Então o Simples não tem contribuído para aumentar a produtividade do país, formalizar empresas e gerar empregos?
Pessôa - Nós fizemos uma referência ao estudo da [pesquisadora do Ibre/FGV] Joana Monteiro, que se debruçou sobre o Simples Federal [na década de 1990]. Ela disse que os ganhos esperados de arrecadação não se verificaram em todos os setores, mas apenas no comércio varejista. Mesmo assim, o que se ganha com aquelas empresas que estavam na informalidade e passaram para a formalidade é inferior à perda com aquelas empresas que já estavam na formalidade e, com o programa, passaram a pagar menos impostos. Houve uma perda líquida. Naquilo que a gente tem de estudo empírico de avaliação, o programa não mostra o resultado que se esperava. Então, ele precisa ser repensado, revisto, reavaliado.

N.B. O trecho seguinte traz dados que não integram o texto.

//! The slot-filling appointment record embedded in each call session.

use chrono::NaiveDateTime;
use serde::{Deserialize, Serialize};

/// Default appointment length when the service has no specific duration.
pub const DEFAULT_DURATION_MINUTES: i64 = 60;

/// The collectable appointment fields. Which of these are required is a
/// policy decision made by the conversation variant in use.
#[derive(Debug, Clone, Copy, PartialEq, Eq, Serialize, Deserialize)]
#[serde(rename_all = "snake_case")]
pub enum Field {
    Name,
    Email,
    Phone,
    Gender,
    Service,
    Time,
}

/// A proposed appointment window pending caller confirmation.
///
/// Times are business-local wall-clock values; `free` reflects the last
/// availability check and is advisory, not authoritative.
#[derive(Debug, Clone, Copy, PartialEq, Serialize, Deserialize)]
pub struct Slot {
    pub start: NaiveDateTime,
    pub end: NaiveDateTime,
    pub free: bool,
}

/// Fields extracted from a single utterance, already normalized. `None`
/// means "not mentioned this turn", never "clear the field".
#[derive(Debug, Clone, Default, PartialEq, Serialize, Deserialize)]
pub struct ExtractedFields {
    pub name: Option<String>,
    pub email: Option<String>,
    pub phone: Option<String>,
    pub gender: Option<String>,
    pub service: Option<String>,
    /// Canonical datetime text (ISO 8601) when a parse succeeded.
    pub datetime: Option<String>,
    /// The parsed business-local start time, when available.
    pub start: Option<NaiveDateTime>,
}

/// The booking record being filled over the course of a call.
#[derive(Debug, Clone, Default, PartialEq, Serialize, Deserialize)]
pub struct Appointment {
    pub service: Option<String>,
    /// The caller's time phrasing, verbatim. May be unparseable; the
    /// calendar write re-parses and substitutes a default if needed.
    pub time_text: Option<String>,
    /// Parsed business-local start time, when a parse succeeded.
    pub start: Option<NaiveDateTime>,
    pub name: Option<String>,
    pub email: Option<String>,
    pub phone: Option<String>,
    pub gender: Option<String>,
    pub duration_minutes: Option<i64>,
    /// Availability-checked proposals offered to the caller, if any.
    #[serde(default, skip_serializing_if = "Vec::is_empty")]
    pub candidate_slots: Vec<Slot>,
}

/// A value counts as filled iff it is non-empty after trimming.
pub fn filled(value: &Option<String>) -> bool {
    value.as_deref().is_some_and(|v| !v.trim().is_empty())
}

impl Appointment {
    pub fn field_filled(&self, field: Field) -> bool {
        match field {
            Field::Name => filled(&self.name),
            Field::Email => filled(&self.email),
            Field::Phone => filled(&self.phone),
            Field::Gender => filled(&self.gender),
            Field::Service => filled(&self.service),
            Field::Time => self.start.is_some() || filled(&self.time_text),
        }
    }

    /// True when every field in `required` is filled.
    pub fn is_complete(&self, required: &[Field]) -> bool {
        required.iter().all(|f| self.field_filled(*f))
    }

    pub fn duration_minutes(&self) -> i64 {
        self.duration_minutes.unwrap_or(DEFAULT_DURATION_MINUTES)
    }

    /// Merges extracted fields, overwriting only with non-empty values.
    pub fn merge(&mut self, partial: &ExtractedFields) {
        merge_field(&mut self.name, &partial.name);
        merge_field(&mut self.email, &partial.email);
        merge_field(&mut self.phone, &partial.phone);
        merge_field(&mut self.gender, &partial.gender);
        merge_field(&mut self.service, &partial.service);
        merge_field(&mut self.time_text, &partial.datetime);
        if let Some(start) = partial.start {
            self.start = Some(start);
        }
    }
}

fn merge_field(target: &mut Option<String>, incoming: &Option<String>) {
    if filled(incoming) {
        *target = incoming.clone();
    }
}

#[cfg(test)]
mod tests {
    use super::*;

    #[test]
    fn completeness_is_the_and_over_required_fields() {
        let mut appt = Appointment {
            service: Some("haircut".to_string()),
            time_text: Some("Wednesday at 3".to_string()),
            ..Default::default()
        };
        let required = [Field::Service, Field::Time, Field::Name];
        assert!(!appt.is_complete(&required));

        appt.name = Some("Ann".to_string());
        assert!(appt.is_complete(&required));
    }

    #[test]
    fn whitespace_only_fields_are_not_filled() {
        let appt = Appointment {
            name: Some("  ".to_string()),
            ..Default::default()
        };
        assert!(!appt.field_filled(Field::Name));
    }

    #[test]
    fn time_counts_as_filled_with_either_raw_text_or_parsed_start() {
        let mut appt = Appointment::default();
        assert!(!appt.field_filled(Field::Time));

        appt.time_text = Some("sometime thursday".to_string());
        assert!(appt.field_filled(Field::Time));

        let mut appt = Appointment {
            start: "2026-09-02T15:00:00".parse().ok(),
            ..Default::default()
        };
        assert!(appt.field_filled(Field::Time));
        appt.start = None;
        assert!(!appt.field_filled(Field::Time));
    }

    #[test]
    fn duration_falls_back_to_global_default() {
        let appt = Appointment::default();
        assert_eq!(appt.duration_minutes(), DEFAULT_DURATION_MINUTES);

        let appt = Appointment {
            duration_minutes: Some(120),
            ..Default::default()
        };
        assert_eq!(appt.duration_minutes(), 120);
    }
}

Vocês citam um estudo que afirma que o efeito é positivo somente em algumas MPEs e em determinados setores.
Pessôa - A literatura internacional indica isso, e a gente vê empiricamente. Busca-se associar a geração de emprego ao fato de a empresa ser pequena. Não são todas as micro e pequenas empresas que geram mais empregos. Isso se dá nas mais novas e em alguns setores, como de tecnologia. Manter esse programa, concedendo benefício indiscriminadamente de tributação diferenciada, acaba fazendo com que empresas não produtivas acabem sobrevivendo por muito mais tempo do que deveriam. E isso à custa da produtividade do país. O país está perdendo produtividade com isso. Desde 1996, o Congresso foi ampliando o alcance do programa. Os advogados lutam pelos advogados. Os contadores lutam pelos contadores. O interesse público mesmo não está presente. 
O estudo cita um efeito positivo do programa, que é o alívio nos custos com o complexo sistema tributário nacional.
Pessôa - A legislação do Simples tem um lado positivo. Dada a complexidade do nosso sistema tributário, ela acabou funcionando quase como um mal necessário, porque reduziu os custos de conformidade. Esse é um argumento com o qual a literatura toda concorda. As micro e pequenas empresas são as mais prejudicadas por esse custo e, no Brasil, isso é especialmente relevante, devido ao nosso sistema tributário caótico. Em alguma medida o Simples cumpre essa função. Enquanto não vem uma reforma tributária, ele cumpre essa função.
A proposta de reforma tributária da Câmara permite que as empresas escolham entre continuar no Simples e mudar para um novo sistema de tributação com aproveitamento de créditos. Essa pode ser uma saída para reduzir as distorções?
Pessôa - A reforma tributária vem em boa hora e para solucionar uma parte dos problemas que se tentou resolver com o Simples, que é a simplificação do sistema. Aquelas empresas que estão no meio da cadeia produtiva vão precisar do crédito tributário, e, para elas, vai ser mais vantajoso sair do Simples para aderir ao novo sistema. Para as empresas que vendem para o consumidor final, talvez não seja vantajoso sair do Simples.
Indo além do Simples, é recorrente no Brasil não ter uma avaliação desses gastos tributários?
Pessôa - Exatamente. Estamos falando de valores monstruosos. São cerca de R$ 300 bilhões de gastos tributários neste ano. No Simples, são raríssimos os estudos. Quem está se beneficiando não são os setores mais desfavorecidos da sociedade. Quem recebe Bolsa Família não está ganhando nada com o Simples, não ganha nada com isenção de Imposto de Renda para saúde e educação. O Brasil não tem uma tradição de avaliar políticas públicas.